Required action: Each line below must be printed exactly as it stands.

Information given Block Start

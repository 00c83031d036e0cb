// ABOUTME: Route module organization for FitTrack HTTP endpoints
// ABOUTME: Groups routes by domain and assembles the application router
//
// SPDX-License-Identifier: MIT OR Apache-2.0
// Copyright (c) 2025 FitTrack Contributors

//! Route module for the FitTrack server
//!
//! Each domain module contains only route definitions and thin handler
//! functions that delegate to the service layer or the intelligence crate.

/// Shared request extractors
pub mod extractors;
/// Health check and readiness routes
pub mod health;
/// Meal plan CRUD routes
pub mod meal_plans;
/// Nutrition tools: calorie targets, meal suggestions, macros, snacks, hydration
pub mod nutrition;
/// Goal and progress monitoring routes
pub mod progress;
/// Subject profile CRUD routes
pub mod subjects;
/// Additional tools: supplements, plan validation, report, missed-workout alert
pub mod tools;
/// Workout tracking and recommendation routes
pub mod training;
/// Workout definition CRUD routes
pub mod workouts;

pub use health::HealthRoutes;
pub use meal_plans::MealPlanRoutes;
pub use nutrition::NutritionRoutes;
pub use progress::ProgressRoutes;
pub use subjects::SubjectRoutes;
pub use tools::ToolRoutes;
pub use training::TrainingRoutes;
pub use workouts::WorkoutRoutes;

use std::sync::Arc;

use crate::middleware::apply_middleware;
use crate::resources::ServerResources;
use axum::Router;

/// Build the complete application router with middleware applied
pub fn build_router(resources: Arc<ServerResources>) -> Router {
    let config = Arc::clone(&resources.config);

    let router = Router::new()
        .merge(HealthRoutes::routes(Arc::clone(&resources)))
        .merge(SubjectRoutes::routes(Arc::clone(&resources)))
        .merge(WorkoutRoutes::routes(Arc::clone(&resources)))
        .merge(MealPlanRoutes::routes(Arc::clone(&resources)))
        .merge(TrainingRoutes::routes(Arc::clone(&resources)))
        .merge(NutritionRoutes::routes(Arc::clone(&resources)))
        .merge(ProgressRoutes::routes(Arc::clone(&resources)))
        .merge(ToolRoutes::routes(resources));

    apply_middleware(router, &config)
}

Information given Block End

Solution to this task:
repository 00c83031d036e0cb
// ABOUTME: Route module organization for FitTrack HTTP endpoints
// ABOUTME: Groups routes by domain and assembles the application router
//
// SPDX-License-Identifier: MIT OR Apache-2.0
// Copyright (c) 2025 FitTrack Contributors

//! Route module for the FitTrack server
//!
//! Each domain module contains only route definitions and thin handler
//! functions that delegate to the service layer or the intelligence crate.

/// Shared request extractors
pub mod extractors;
/// Health check and readiness routes
pub mod health;
/// Meal plan CRUD routes
pub mod meal_plans;
/// Nutrition tools: calorie targets, meal suggestions, macros, snacks, hydration
pub mod nutrition;
/// Goal and progress monitoring routes
pub mod progress;
/// Subject profile CRUD routes
pub mod subjects;
/// Additional tools: supplements, plan validation, report, missed-workout alert
pub mod tools;
/// Workout tracking and recommendation routes
pub mod training;
/// Workout definition CRUD routes
pub mod workouts;

pub use health::HealthRoutes;
pub use meal_plans::MealPlanRoutes;
pub use nutrition::NutritionRoutes;
pub use progress::ProgressRoutes;
pub use subjects::SubjectRoutes;
pub use tools::ToolRoutes;
pub use training::TrainingRoutes;
pub use workouts::WorkoutRoutes;

use std::sync::Arc;

use crate::middleware::apply_middleware;
use crate::resources::ServerResources;
use axum::Router;

/// Build the complete application router with middleware applied
pub fn build_router(resources: Arc<ServerResources>) -> Router {
    let config = Arc::clone(&resources.config);

    let router = Router::new()
        .merge(HealthRoutes::routes(Arc::clone(&resources)))
        .merge(SubjectRoutes::routes(Arc::clone(&resources)))
        .merge(WorkoutRoutes::routes(Arc::clone(&resources)))
        .merge(MealPlanRoutes::routes(Arc::clone(&resources)))
        .merge(TrainingRoutes::routes(Arc::clone(&resources)))
        .merge(NutritionRoutes::routes(Arc::clone(&resources)))
        .merge(ProgressRoutes::routes(Arc::clone(&resources)))
        .merge(ToolRoutes::routes(resources));

    apply_middleware(router, &config)
}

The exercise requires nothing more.